═════ Data to use
//! Resolver configuration.

use argmapper_types::env_utils::{env_bool_or, env_var, env_var_or};
use serde::{Deserialize, Serialize};

/// Default bound on the number of candidate chains enumerated per resolution.
pub const DEFAULT_MAX_CHAINS: usize = 64;

pub const ENV_MAX_CHAINS: &str = "ARGMAPPER_MAX_CHAINS";
pub const ENV_PARALLEL: &str = "ARGMAPPER_PARALLEL";
pub const ENV_CACHE: &str = "ARGMAPPER_CACHE";
pub const ENV_THREADS: &str = "ARGMAPPER_THREADS";

/// How candidate chains are attempted.
///
/// Both modes report the same winning chain and the same ordered trail.
/// Parallel mode only changes latency, and may invoke converters on chains
/// that end up discarded, so use it only with side-effect-free converters.
#[derive(Debug, Clone, Copy, Default, PartialEq, Eq, Serialize, Deserialize)]
#[serde(rename_all = "snake_case")]
pub enum ExecutionMode {
    #[default]
    Sequential,
    Parallel,
}

#[derive(Debug, Clone, PartialEq, Eq, Serialize, Deserialize)]
#[serde(default)]
pub struct ResolverConfig {
    /// Upper bound on candidate chains per resolution.
    pub max_chains: usize,
    pub execution: ExecutionMode,
    /// Replay converter invocations on identical input values within one resolution.
    pub cache_invocations: bool,
    /// Worker threads for parallel mode. `None` uses the global rayon pool.
    pub threads: Option<usize>,
}

impl Default for ResolverConfig {
    fn default() -> Self {
        Self {
            max_chains: DEFAULT_MAX_CHAINS,
            execution: ExecutionMode::Sequential,
            cache_invocations: false,
            threads: None,
        }
    }
}

impl ResolverConfig {
    /// Defaults overridden by `ARGMAPPER_*` environment variables.
    pub fn from_env() -> Self {
        let defaults = Self::default();
        let parallel = env_bool_or(
            ENV_PARALLEL,
            defaults.execution == ExecutionMode::Parallel,
        );
        Self {
            max_chains: env_var_or(ENV_MAX_CHAINS, defaults.max_chains).max(1),
            execution: if parallel {
                ExecutionMode::Parallel
            } else {
                ExecutionMode::Sequential
            },
            cache_invocations: env_bool_or(ENV_CACHE, defaults.cache_invocations),
            threads: env_var::<usize>(ENV_THREADS).filter(|n| *n > 0),
        }
    }

    pub fn with_max_chains(mut self, max_chains: usize) -> Self {
        self.max_chains = max_chains.max(1);
        self
    }

    pub fn with_execution(mut self, execution: ExecutionMode) -> Self {
        self.execution = execution;
        self
    }

    pub fn parallel(self) -> Self {
        self.with_execution(ExecutionMode::Parallel)
    }

    pub fn with_cache(mut self, enabled: bool) -> Self {
        self.cache_invocations = enabled;
        self
    }

    pub fn with_threads(mut self, threads: Option<usize>) -> Self {
        self.threads = threads;
        self
    }
}
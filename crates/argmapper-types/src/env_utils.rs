//! Environment variable parsing for configuration.
//!
//! Type-safe helpers with defaults, replacing the usual
//! `std::env::var(..).ok().and_then(|v| v.parse().ok()).unwrap_or(..)` chain.
//!
//! ```
//! use argmapper_types::env_utils::{env_bool, env_var, env_var_or};
//!
//! let max_chains: usize = env_var_or("ARGMAPPER_DOC_MAX_CHAINS", 64);
//! let threads: Option<usize> = env_var("ARGMAPPER_DOC_THREADS");
//! let parallel = env_bool("ARGMAPPER_DOC_PARALLEL");
//! # let _ = (max_chains, threads, parallel);
//! ```

use std::str::FromStr;

/// Parse an environment variable into any `FromStr` type.
///
/// Returns `None` if the variable is not set or cannot be parsed.
pub fn env_var<T: FromStr>(key: &str) -> Option<T> {
    std::env::var(key).ok().and_then(|v| v.trim().parse().ok())
}

/// Parse an environment variable, falling back to `default`.
pub fn env_var_or<T: FromStr>(key: &str, default: T) -> T {
    env_var(key).unwrap_or(default)
}

fn is_truthy(value: &str) -> bool {
    matches!(
        value.trim().to_lowercase().as_str(),
        "1" | "true" | "yes" | "on"
    )
}

/// True if the variable is set to "1", "true", "yes" or "on" (case-insensitive).
pub fn env_bool(key: &str) -> bool {
    env_bool_or(key, false)
}

/// Like [`env_bool`], but returns `default` when the variable is unset.
pub fn env_bool_or(key: &str, default: bool) -> bool {
    match std::env::var(key) {
        Ok(v) => is_truthy(&v),
        Err(_) => default,
    }
}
══════════
_What to work on:_ In this exercise, give every record above again exactly.

_Solution to this exercise:_
//! Resolver configuration.

use argmapper_types::env_utils::{env_bool_or, env_var, env_var_or};
use serde::{Deserialize, Serialize};

/// Default bound on the number of candidate chains enumerated per resolution.
pub const DEFAULT_MAX_CHAINS: usize = 64;

pub const ENV_MAX_CHAINS: &str = "ARGMAPPER_MAX_CHAINS";
pub const ENV_PARALLEL: &str = "ARGMAPPER_PARALLEL";
pub const ENV_CACHE: &str = "ARGMAPPER_CACHE";
pub const ENV_THREADS: &str = "ARGMAPPER_THREADS";

/// How candidate chains are attempted.
///
/// Both modes report the same winning chain and the same ordered trail.
/// Parallel mode only changes latency, and may invoke converters on chains
/// that end up discarded, so use it only with side-effect-free converters.
#[derive(Debug, Clone, Copy, Default, PartialEq, Eq, Serialize, Deserialize)]
#[serde(rename_all = "snake_case")]
pub enum ExecutionMode {
    #[default]
    Sequential,
    Parallel,
}

#[derive(Debug, Clone, PartialEq, Eq, Serialize, Deserialize)]
#[serde(default)]
pub struct ResolverConfig {
    /// Upper bound on candidate chains per resolution.
    pub max_chains: usize,
    pub execution: ExecutionMode,
    /// Replay converter invocations on identical input values within one resolution.
    pub cache_invocations: bool,
    /// Worker threads for parallel mode. `None` uses the global rayon pool.
    pub threads: Option<usize>,
}

impl Default for ResolverConfig {
    fn default() -> Self {
        Self {
            max_chains: DEFAULT_MAX_CHAINS,
            execution: ExecutionMode::Sequential,
            cache_invocations: false,
            threads: None,
        }
    }
}

impl ResolverConfig {
    /// Defaults overridden by `ARGMAPPER_*` environment variables.
    pub fn from_env() -> Self {
        let defaults = Self::default();
        let parallel = env_bool_or(
            ENV_PARALLEL,
            defaults.execution == ExecutionMode::Parallel,
        );
        Self {
            max_chains: env_var_or(ENV_MAX_CHAINS, defaults.max_chains).max(1),
            execution: if parallel {
                ExecutionMode::Parallel
            } else {
                ExecutionMode::Sequential
            },
            cache_invocations: env_bool_or(ENV_CACHE, defaults.cache_invocations),
            threads: env_var::<usize>(ENV_THREADS).filter(|n| *n > 0),
        }
    }

    pub fn with_max_chains(mut self, max_chains: usize) -> Self {
        self.max_chains = max_chains.max(1);
        self
    }

    pub fn with_execution(mut self, execution: ExecutionMode) -> Self {
        self.execution = execution;
        self
    }

    pub fn parallel(self) -> Self {
        self.with_execution(ExecutionMode::Parallel)
    }

    pub fn with_cache(mut self, enabled: bool) -> Self {
        self.cache_invocations = enabled;
        self
    }

    pub fn with_threads(mut self, threads: Option<usize>) -> Self {
        self.threads = threads;
        self
    }
}
filename crates/argmapper-types/src/env_utils.rs
//! Environment variable parsing for configuration.
//!
//! Type-safe helpers with defaults, replacing the usual
//! `std::env::var(..).ok().and_then(|v| v.parse().ok()).unwrap_or(..)` chain.
//!
//! ```
//! use argmapper_types::env_utils::{env_bool, env_var, env_var_or};
//!
//! let max_chains: usize = env_var_or("ARGMAPPER_DOC_MAX_CHAINS", 64);
//! let threads: Option<usize> = env_var("ARGMAPPER_DOC_THREADS");
//! let parallel = env_bool("ARGMAPPER_DOC_PARALLEL");
//! # let _ = (max_chains, threads, parallel);
//! ```

use std::str::FromStr;

/// Parse an environment variable into any `FromStr` type.
///
/// Returns `None` if the variable is not set or cannot be parsed.
pub fn env_var<T: FromStr>(key: &str) -> Option<T> {
    std::env::var(key).ok().and_then(|v| v.trim().parse().ok())
}

/// Parse an environment variable, falling back to `default`.
pub fn env_var_or<T: FromStr>(key: &str, default: T) -> T {
    env_var(key).unwrap_or(default)
}

fn is_truthy(value: &str) -> bool {
    matches!(
        value.trim().to_lowercase().as_str(),
        "1" | "true" | "yes" | "on"
    )
}

/// True if the variable is set to "1", "true", "yes" or "on" (case-insensitive).
pub fn env_bool(key: &str) -> bool {
    env_bool_or(key, false)
}

/// Like [`env_bool`], but returns `default` when the variable is unset.
pub fn env_bool_or(key: &str, default: bool) -> bool {
    match std::env::var(key) {
        Ok(v) => is_truthy(&v),
        Err(_) => default,
    }
}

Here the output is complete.